EXCERPTED DATA ▸
════════════════════
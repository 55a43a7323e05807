// 5.0: concentration. the single largest live bucket and its share of the portfolio.

use crate::exposure::ExposureByAsset;
use rust_decimal::Decimal;
use serde::{Deserialize, Serialize};

pub const NO_DATA_LABEL: &str = "N/A";

#[derive(Debug, Clone, PartialEq, Serialize, Deserialize)]
#[serde(rename_all = "camelCase")]
pub struct Concentration {
    pub top_bucket_name: String,
    #[serde(with = "rust_decimal::serde::float")]
    pub top_bucket_percent: Decimal,
}

impl Concentration {
    pub fn no_data() -> Self {
        Self {
            top_bucket_name: NO_DATA_LABEL.to_string(),
            top_bucket_percent: Decimal::ZERO,
        }
    }

    pub fn has_data(&self) -> bool {
        self.top_bucket_name != NO_DATA_LABEL
    }
}

/// Placeholder rows are sample data, so they never count as a concentrated bucket.
pub fn compute_concentration(exposures: &[ExposureByAsset]) -> Concentration {
    let mut top: Option<&ExposureByAsset> = None;
    for row in exposures.iter().filter(|r| !r.placeholder) {
        // strict > keeps the first bucket on ties
        if top.map_or(true, |t| row.percentage > t.percentage) {
            top = Some(row);
        }
    }

    match top {
        Some(row) => Concentration {
            top_bucket_name: row.label.clone(),
            top_bucket_percent: row.percentage,
        },
        None => Concentration::no_data(),
    }
}
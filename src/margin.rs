//! Margin usage for the account header.
//!
//! Margin used is perp exposure as a rounded share of account value. It is not
//! clamped: an account running more perp notional than it is worth reports more
//! than 100% used and a negative available figure, which the alert engine reads
//! as a risk signal. The two always sum to 100.

use crate::account::AccountState;
use crate::types::{percent_of, round_percent};
use rust_decimal::Decimal;
use rust_decimal_macros::dec;
use serde::{Deserialize, Serialize};

#[derive(Debug, Clone, Copy, PartialEq, Eq, Serialize, Deserialize)]
#[serde(rename_all = "camelCase")]
pub struct MarginMetrics {
    #[serde(with = "rust_decimal::serde::float")]
    pub margin_used: Decimal,
    #[serde(with = "rust_decimal::serde::float")]
    pub available_margin: Decimal,
}

impl MarginMetrics {
    pub fn is_overextended(&self) -> bool {
        self.margin_used > dec!(100)
    }
}

pub fn compute_margin_metrics(account: &AccountState) -> MarginMetrics {
    let account_value = account.account_value();
    let margin_used = if account_value.is_positive() {
        round_percent(percent_of(account.perp_exposure().value(), account_value.value()))
    } else {
        Decimal::ZERO
    };

    MarginMetrics {
        margin_used,
        available_margin: dec!(100) - margin_used,
    }
}
// 10.0: portfolio engine. runs every derivation over one snapshot and bundles the results.
// stateless apart from its config, so one engine can serve any number of snapshots.

mod core;
mod results;

pub use self::core::PortfolioEngine;
pub use results::PortfolioReport;
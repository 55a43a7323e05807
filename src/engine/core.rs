// 10.1 engine/core.rs: the facade. validates config once, then analyses snapshots.

use super::results::PortfolioReport;
use crate::account::PortfolioSnapshot;
use crate::classify::{classify_positions, open_positions_from};
use crate::concentration::compute_concentration;
use crate::config::{ConfigError, EngineConfig, RiskProfile};
use crate::defi::compute_defi_aggregates;
use crate::event_contracts::compute_event_aggregates;
use crate::exposure::{compute_exposure_by_type, exposure_breakdown};
use crate::margin::compute_margin_metrics;
use crate::risk::{alerts_for, check_strategy_risk, RiskCheckResult};
use crate::position::Strategy;
use crate::watch::evaluate_watch_list;
use log::{debug, info};

#[derive(Debug, Clone)]
pub struct PortfolioEngine {
    config: EngineConfig,
}

impl PortfolioEngine {
    pub fn new(config: EngineConfig) -> Result<Self, ConfigError> {
        config.validate()?;
        info!(
            "portfolio engine ready: concentration > {}%, perp exposure > {}%, leverage > {}x",
            config.profile.alert_thresholds.concentration_pct.medium,
            config.profile.alert_thresholds.perp_exposure_pct.medium,
            config.profile.alert_thresholds.leverage.medium,
        );
        Ok(Self { config })
    }

    pub fn config(&self) -> &EngineConfig {
        &self.config
    }

    pub fn profile(&self) -> &RiskProfile {
        &self.config.profile
    }

    pub fn analyze(&self, snapshot: &PortfolioSnapshot) -> PortfolioReport {
        let account = &snapshot.account;
        let classified = classify_positions(&snapshot.strategies, &snapshot.defi_positions);

        let exposure_by_type = compute_exposure_by_type(account, &classified);
        let exposure_by_asset = exposure_breakdown(&exposure_by_type, &self.config.placeholder_distribution);
        let concentration = compute_concentration(&exposure_by_asset);
        let alerts = alerts_for(account, &classified, &self.config.profile.alert_thresholds);

        debug!(
            "analyzed snapshot: {} perps, {} events, {} defi, {} unclassified, {} alerts",
            classified.perps.len(),
            classified.events.len(),
            classified.defi.len(),
            classified.unclassified.len(),
            alerts.len()
        );

        PortfolioReport {
            exposure_by_type,
            exposure_by_asset,
            open_positions: open_positions_from(&classified),
            concentration,
            margin: compute_margin_metrics(account),
            defi: compute_defi_aggregates(&classified),
            events: compute_event_aggregates(account, &classified),
            alerts,
            watch_list: evaluate_watch_list(&snapshot.watch_list, &self.config.profile),
            unclassified: classified.unclassified.clone(),
        }
    }

    pub fn check_strategy(&self, strategy: &Strategy) -> RiskCheckResult {
        check_strategy_risk(strategy, &self.config.profile)
    }
}
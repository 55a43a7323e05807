// copilot-risk: portfolio aggregation and risk alerts for the trading copilot dashboard.
// pure derivations over a caller-owned snapshot: no I/O, no hidden state, no panics on bad input.
//
// file map (search X.0 for structs, X.1+ for logic):
//   1.x  types.rs: primitives: Usd, PositionId, Side, Severity, percent rounding
//   2.x  position.rs: strategies, defi deposits, lifecycle state machine
//        account.rs: account state + full portfolio snapshot
//   3.x  classify.rs: open/active classification, open positions list
//   4.x  exposure.rs: bucket totals, percentages, placeholder split
//   5.x  concentration.rs: largest bucket
//        margin.rs: margin used / available
//   6.x  defi.rs: defi totals, protocol rollup
//   6.2  event_contracts.rs: prediction market totals
//   7.x  risk.rs: alert rule table, pre-trade check
//   8.x  config.rs: risk profile, alert bands, presets
//   9.x  watch.rs: manual liquidation watch list
//   10.x engine/: facade bundling every derivation into one report

pub mod account;
pub mod classify;
pub mod concentration;
pub mod config;
pub mod defi;
pub mod engine;
pub mod event_contracts;
pub mod exposure;
pub mod margin;
pub mod position;
pub mod risk;
pub mod types;
pub mod watch;

// re exports for convenience
pub use account::*;
pub use classify::*;
pub use concentration::*;
pub use config::*;
pub use defi::*;
pub use engine::*;
pub use event_contracts::*;
pub use exposure::*;
pub use margin::*;
pub use position::*;
pub use risk::*;
pub use types::*;
pub use watch::*;
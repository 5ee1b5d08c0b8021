use std::sync::Arc;

use crate::matrix::client::MatrixClient;
use crate::scim::store::JsonStore;
use crate::sync::orchestrator::Orchestrator;

/// Shared state handed to every handler. Everything in here is either
/// immutable or internally synchronized; requests never coordinate with each
/// other beyond this.
pub struct AppState {
    pub orchestrator: Orchestrator,
    pub matrix: Arc<dyn MatrixClient>,
    pub store: JsonStore,
    /// Shared secret, doubling as the SCIM bearer token.
    pub scim_bearer_token: String,
    /// Server name used to derive Matrix ids for provisioned accounts.
    pub server_name: String,
}
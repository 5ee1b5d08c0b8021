use std::sync::Arc;

use axum::Router;
use tower_http::trace::TraceLayer;

use super::app_state::AppState;
use super::{scim_api, sync_api};

/// Build the axum router with the webhook and SCIM routes.
pub fn build_router(state: Arc<AppState>) -> Router {
    // Webhook sync endpoints — the shared secret travels in the body, so no
    // extractor-level auth here.
    let sync_routes = Router::new()
        .route("/", axum::routing::get(sync_api::health))
        .route("/health", axum::routing::get(sync_api::health))
        .route("/sync/matrix", axum::routing::post(sync_api::matrix_sync))
        .route(
            "/sync/matrix/remove",
            axum::routing::post(sync_api::matrix_sync_remove),
        );

    // SCIM v2 endpoints — bearer-token protected via the ScimAuth extractor.
    let scim_routes = Router::new()
        .route(
            "/ServiceProviderConfig",
            axum::routing::get(scim_api::service_provider_config),
        )
        .route(
            "/Users",
            axum::routing::get(scim_api::list_users).post(scim_api::create_user),
        )
        .route(
            "/Users/{id}",
            axum::routing::get(scim_api::get_user)
                .put(scim_api::put_user)
                .delete(scim_api::delete_user),
        )
        .route(
            "/Groups",
            axum::routing::get(scim_api::list_groups).post(scim_api::create_group),
        )
        .route(
            "/Groups/{id}",
            axum::routing::get(scim_api::get_group)
                .patch(scim_api::patch_group)
                .delete(scim_api::delete_group),
        );

    Router::new()
        .merge(sync_routes)
        .nest("/scim/v2", scim_routes)
        .layer(TraceLayer::new_for_http())
        .with_state(state)
}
════════════════════
WHAT IS NEEDED ▸ Where the string "every" appears in a line of the entries above, return that line.

WRITTEN ANSWER ▸
// 10.0: portfolio engine. runs every derivation over one snapshot and bundles the results.
//   10.x engine/: facade bundling every derivation into one report
/// Shared state handed to every handler. Everything in here is either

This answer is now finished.